If you like invective, here is what Kevin Drum thinks. Daniel Davies distinguishes between willingness to pay and willingness to be paid; fair enough. You might also wonder how much long-term insurance is available in the first place.
But my objection is more fundamental. I do not accept that ex ante choices provide definitive information about ex post values. Taking another context, assume you think the chance of cancer is only five percent when in fact for you it is (for genetic reasons) fifty percent. You fail to buy insurance, but does that mean you don’t value your life much? In this case I am willing to downgrade the economic values we might infer from market behavior; it was based on faulty information.

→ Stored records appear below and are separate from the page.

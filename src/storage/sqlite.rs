use chrono::Utc;
use rusqlite::{Connection, Row, params};
use tracing::debug;
use uuid::Uuid;

use super::ListStore;
use super::models::{
    ItemPatch, ListItem, ListType, NewItem, StoreStats, Tag, TypeCount, sort_for_display,
};
use super::schema;
use crate::errors::{LystError, Result};

const BASE_SELECT: &str = "
    SELECT list_items.id, list_items.type, list_items.url, list_items.title,
           list_items.description, list_items.completed, list_items.notes,
           list_items.date, list_items.image, list_items.archived,
           list_items.created_at, list_items.updated_at, list_items.user_id,
           GROUP_CONCAT(t.name) as tags
    FROM list_items
    LEFT JOIN item_tags it ON it.item_id = list_items.id
    LEFT JOIN tags t ON t.id = it.tag_id
";

pub struct SqliteStore {
    conn: Connection,
}

fn parse_uuid(idx: usize, s: &str) -> rusqlite::Result<Uuid> {
    Uuid::parse_str(s).map_err(|e| {
        rusqlite::Error::FromSqlConversionFailure(idx, rusqlite::types::Type::Text, Box::new(e))
    })
}

fn row_to_item(row: &Row) -> rusqlite::Result<ListItem> {
    let id_str: String = row.get(0)?;
    let type_str: String = row.get(1)?;
    let completed_int: i32 = row.get(5)?;
    let archived_int: i32 = row.get(9)?;
    let user_id_str: Option<String> = row.get(12)?;
    let tags_str: Option<String> = row.get(13)?;
    let tags = match tags_str {
        Some(s) if !s.is_empty() => s.split(',').map(String::from).collect(),
        _ => Vec::new(),
    };
    Ok(ListItem {
        id: parse_uuid(0, &id_str)?,
        list_type: ListType::parse(&type_str).unwrap_or(ListType::Grocery),
        url: row.get(2)?,
        title: row.get(3)?,
        description: row.get(4)?,
        completed: completed_int != 0,
        notes: row.get(6)?,
        date: row.get(7)?,
        image: row.get(8)?,
        archived: archived_int != 0,
        created_at: row.get(10)?,
        updated_at: row.get(11)?,
        user_id: user_id_str.and_then(|s| Uuid::parse_str(&s).ok()),
        tags,
    })
}

fn row_to_tag(row: &Row) -> rusqlite::Result<Tag> {
    let id_str: String = row.get(0)?;
    let type_str: String = row.get(3)?;
    let user_id_str: Option<String> = row.get(4)?;
    Ok(Tag {
        id: parse_uuid(0, &id_str)?,
        name: row.get(1)?,
        color: row.get(2)?,
        list_type: ListType::parse(&type_str).unwrap_or(ListType::Grocery),
        user_id: user_id_str.and_then(|s| Uuid::parse_str(&s).ok()),
    })
}

impl SqliteStore {
    pub fn new(conn: Connection) -> Result<Self> {
        conn.execute_batch("PRAGMA foreign_keys = ON;")?;
        conn.execute(schema::CREATE_LIST_ITEMS_TABLE, [])?;
        conn.execute(schema::CREATE_TAGS_TABLE, [])?;
        conn.execute(schema::CREATE_ITEM_TAGS_TABLE, [])?;
        conn.execute(schema::CREATE_INDEX_TYPE_ARCHIVED, [])?;
        conn.execute(schema::CREATE_INDEX_CREATED_AT, [])?;
        conn.execute(schema::CREATE_INDEX_TAGS_TYPE, [])?;
        conn.execute(schema::CREATE_INDEX_ITEM_TAGS_ITEM, [])?;
        Ok(Self { conn })
    }

    pub fn in_memory() -> Result<Self> {
        let conn = Connection::open_in_memory()?;
        Self::new(conn)
    }

    #[cfg(test)]
    pub fn conn(&self) -> &Connection {
        &self.conn
    }

    /// Resolve tag names to ids within one list type's scope. Unknown
    /// names are skipped, not errors.
    fn resolve_tag_ids(&self, list_type: ListType, names: &[String]) -> Result<Vec<Uuid>> {
        if names.is_empty() {
            return Ok(Vec::new());
        }
        let placeholders = vec!["?"; names.len()].join(", ");
        let sql = format!(
            "SELECT id FROM tags WHERE type = ? AND name IN ({})",
            placeholders
        );
        let mut stmt = self.conn.prepare(&sql)?;
        let mut param_values: Vec<Box<dyn rusqlite::types::ToSql>> =
            vec![Box::new(list_type.as_str().to_string())];
        for name in names {
            param_values.push(Box::new(name.clone()));
        }
        let param_refs: Vec<&dyn rusqlite::types::ToSql> =
            param_values.iter().map(|p| p.as_ref()).collect();
        let ids = stmt
            .query_map(param_refs.as_slice(), |row| {
                let s: String = row.get(0)?;
                parse_uuid(0, &s)
            })?
            .collect::<std::result::Result<Vec<_>, _>>()?;
        Ok(ids)
    }

    fn link_tags(&self, item_id: Uuid, tag_ids: &[Uuid]) -> Result<()> {
        for tag_id in tag_ids {
            self.conn.execute(
                "INSERT OR IGNORE INTO item_tags (item_id, tag_id) VALUES (?, ?)",
                params![item_id.to_string(), tag_id.to_string()],
            )?;
        }
        Ok(())
    }

    /// Full replacement of an item's tag links: delete everything, then
    /// insert the resolved set. Never an incremental patch, so a failure
    /// between the two steps can leave the item with zero tags.
    fn replace_item_tags(
        &self,
        item_id: Uuid,
        list_type: ListType,
        names: &[String],
    ) -> Result<()> {
        self.conn.execute(
            "DELETE FROM item_tags WHERE item_id = ?",
            params![item_id.to_string()],
        )?;
        let tag_ids = self.resolve_tag_ids(list_type, names)?;
        self.link_tags(item_id, &tag_ids)
    }
}

impl ListStore for SqliteStore {
    fn insert_item(&self, item: NewItem) -> Result<ListItem> {
        let now = Utc::now();
        debug!(id = %item.id, list_type = item.list_type.as_str(), "inserting item");
        self.conn.execute(
            "INSERT INTO list_items (id, type, url, title, description, completed, notes, date, image, archived, created_at, updated_at)
             VALUES (?, ?, ?, ?, ?, 0, ?, ?, ?, 0, ?, ?)",
            params![
                item.id.to_string(),
                item.list_type.as_str(),
                item.url,
                item.title,
                item.description,
                item.notes,
                item.date,
                item.image,
                now,
                now,
            ],
        )?;
        if !item.tags.is_empty() {
            let tag_ids = self.resolve_tag_ids(item.list_type, &item.tags)?;
            self.link_tags(item.id, &tag_ids)?;
        }
        self.get_item(item.id)
    }

    fn get_item(&self, id: Uuid) -> Result<ListItem> {
        let sql = format!("{} WHERE list_items.id = ? GROUP BY list_items.id", BASE_SELECT);
        self.conn
            .query_row(&sql, params![id.to_string()], row_to_item)
            .map_err(|e| match e {
                rusqlite::Error::QueryReturnedNoRows => {
                    LystError::NotFound(format!("Item {} not found", id))
                }
                other => LystError::Storage(other),
            })
    }

    fn list_items(&self, list_type: ListType, archived: bool) -> Result<Vec<ListItem>> {
        let sql = format!(
            "{} WHERE list_items.type = ? AND list_items.archived = ?
             GROUP BY list_items.id ORDER BY list_items.created_at DESC",
            BASE_SELECT
        );
        let mut stmt = self.conn.prepare(&sql)?;
        let mut items = stmt
            .query_map(params![list_type.as_str(), archived as i32], row_to_item)?
            .collect::<std::result::Result<Vec<_>, _>>()?;
        sort_for_display(&mut items, list_type);
        debug!(
            list_type = list_type.as_str(),
            archived,
            count = items.len(),
            "fetched items"
        );
        Ok(items)
    }

    fn set_completed(&self, id: Uuid, completed: bool) -> Result<()> {
        let now = Utc::now();
        let changes = self.conn.execute(
            "UPDATE list_items SET completed = ?, updated_at = ? WHERE id = ?",
            params![completed as i32, now, id.to_string()],
        )?;
        if changes == 0 {
            return Err(LystError::NotFound(format!("Item {} not found", id)));
        }
        Ok(())
    }

    fn update_item(&self, patch: &ItemPatch) -> Result<ListItem> {
        let current = self.get_item(patch.id)?;

        let now = Utc::now();
        let mut sets = vec!["updated_at = ?".to_string()];
        let mut param_values: Vec<Box<dyn rusqlite::types::ToSql>> = vec![Box::new(now)];
        if let Some(ref title) = patch.title {
            sets.push("title = ?".to_string());
            param_values.push(Box::new(title.clone()));
        }
        if let Some(ref description) = patch.description {
            sets.push("description = ?".to_string());
            param_values.push(Box::new(description.clone()));
        }
        if let Some(ref notes) = patch.notes {
            sets.push("notes = ?".to_string());
            param_values.push(Box::new(notes.clone()));
        }
        if let Some(ref image) = patch.image {
            sets.push("image = ?".to_string());
            param_values.push(Box::new(image.clone()));
        }
        param_values.push(Box::new(patch.id.to_string()));

        // A patch with no scalar fields still runs (and bumps updated_at);
        // short-circuiting no-ops is the caller's concern.
        let sql = format!("UPDATE list_items SET {} WHERE id = ?", sets.join(", "));
        let param_refs: Vec<&dyn rusqlite::types::ToSql> =
            param_values.iter().map(|p| p.as_ref()).collect();
        self.conn.execute(&sql, param_refs.as_slice())?;

        if let Some(ref names) = patch.tags {
            self.replace_item_tags(patch.id, current.list_type, names)?;
        }

        self.get_item(patch.id)
    }

    fn archive_completed(&self, list_type: ListType) -> Result<u64> {
        let now = Utc::now();
        let changes = self.conn.execute(
            "UPDATE list_items SET archived = 1, updated_at = ? WHERE type = ? AND completed = 1 AND archived = 0",
            params![now, list_type.as_str()],
        )?;
        debug!(list_type = list_type.as_str(), archived = changes, "archived completed items");
        Ok(changes as u64)
    }

    fn create_tag(&self, list_type: ListType, name: &str, color: &str) -> Result<Tag> {
        let name = name.trim();
        if name.is_empty() {
            return Err(LystError::InvalidInput("Tag name cannot be empty".to_string()));
        }
        // Tag names travel through a comma-joined column on item rows.
        if name.contains(',') {
            return Err(LystError::InvalidInput(
                "Tag name cannot contain a comma".to_string(),
            ));
        }
        // Per-type name uniqueness is an application convention, not a
        // schema constraint.
        let exists: bool = self.conn.query_row(
            "SELECT EXISTS(SELECT 1 FROM tags WHERE type = ? AND name = ?)",
            params![list_type.as_str(), name],
            |row| row.get(0),
        )?;
        if exists {
            return Err(LystError::InvalidInput(format!(
                "Tag \"{}\" already exists for {}",
                name,
                list_type.as_str()
            )));
        }
        let id = Uuid::new_v4();
        self.conn.execute(
            "INSERT INTO tags (id, name, color, type) VALUES (?, ?, ?, ?)",
            params![id.to_string(), name, color, list_type.as_str()],
        )?;
        Ok(Tag {
            id,
            name: name.to_string(),
            color: color.to_string(),
            list_type,
            user_id: None,
        })
    }

    fn list_tags(&self, list_type: ListType) -> Result<Vec<Tag>> {
        let mut stmt = self.conn.prepare(
            "SELECT id, name, color, type, user_id FROM tags WHERE type = ? ORDER BY name",
        )?;
        let tags = stmt
            .query_map(params![list_type.as_str()], row_to_tag)?
            .collect::<std::result::Result<Vec<_>, _>>()?;
        Ok(tags)
    }

    fn delete_tag(&self, id: Uuid) -> Result<bool> {
        let changes = self
            .conn
            .execute("DELETE FROM tags WHERE id = ?", params![id.to_string()])?;
        Ok(changes > 0)
    }

    fn items_missing_image(&self) -> Result<Vec<(Uuid, String)>> {
        let mut stmt = self.conn.prepare(
            "SELECT id, url FROM list_items WHERE url IS NOT NULL AND image IS NULL",
        )?;
        let rows = stmt
            .query_map([], |row| {
                let id_str: String = row.get(0)?;
                let url: String = row.get(1)?;
                Ok((parse_uuid(0, &id_str)?, url))
            })?
            .collect::<std::result::Result<Vec<_>, _>>()?;
        Ok(rows)
    }

    fn set_image(&self, id: Uuid, image: &str) -> Result<()> {
        let now = Utc::now();
        let changes = self.conn.execute(
            "UPDATE list_items SET image = ?, updated_at = ? WHERE id = ?",
            params![image, now, id.to_string()],
        )?;
        if changes == 0 {
            return Err(LystError::NotFound(format!("Item {} not found", id)));
        }
        Ok(())
    }

    fn stats(&self) -> Result<StoreStats> {
        let (total_items, completed_items, archived_items): (i64, i64, i64) =
            self.conn.query_row(
                "SELECT
                    COUNT(*),
                    COUNT(CASE WHEN completed = 1 THEN 1 END),
                    COUNT(CASE WHEN archived = 1 THEN 1 END)
                 FROM list_items",
                [],
                |row| Ok((row.get(0)?, row.get(1)?, row.get(2)?)),
            )?;
        let total_tags: i64 =
            self.conn
                .query_row("SELECT COUNT(*) FROM tags", [], |row| row.get(0))?;

        let mut by_type = Vec::new();
        for lt in ListType::ALL {
            let items: i64 = self.conn.query_row(
                "SELECT COUNT(*) FROM list_items WHERE type = ?",
                params![lt.as_str()],
                |row| row.get(0),
            )?;
            by_type.push(TypeCount {
                list_type: lt,
                items,
            });
        }

        Ok(StoreStats {
            total_items,
            completed_items,
            archived_items,
            total_tags,
            by_type,
        })
    }
}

Now take the underinsured, now-dead woman (Tirhas Habtegiris). She thought, either implicitly or explicitly, that her chance of needing "plug-pulling insurance" was small. Maybe this seemed reasonable at the time. But in reality she needed that insurance with p = 1. She was wrong.
Does the cancer case differ from the ventilator case? Perhaps they are not identical in their moral implications (the probability mistakes may differ in their ex ante reasonableness), but in both cases, if we are going to use economic methods, I prefer to use the valuations based on better rather than worse information. And based on correct information, the now-dead woman had a high value for that plug not being pulled. Look at the ex post valuation, not the ex ante valuation. After all, we know she is (was) on the ventilator, why go back to an imaginary state of affairs where this information is missing?
For selfish people, the value of life will be, in terms of willingness to pay, their entire wealth. In terms of willingness to be paid, the value of life will be infinite or undefined. When the "perfect information market valuations" turn out so screwy and disparate, that is a sign the whole method has broken down. Note also the neat trick that altruistic people, who care about bequests, will appear to have lower values of life; that is fishy too.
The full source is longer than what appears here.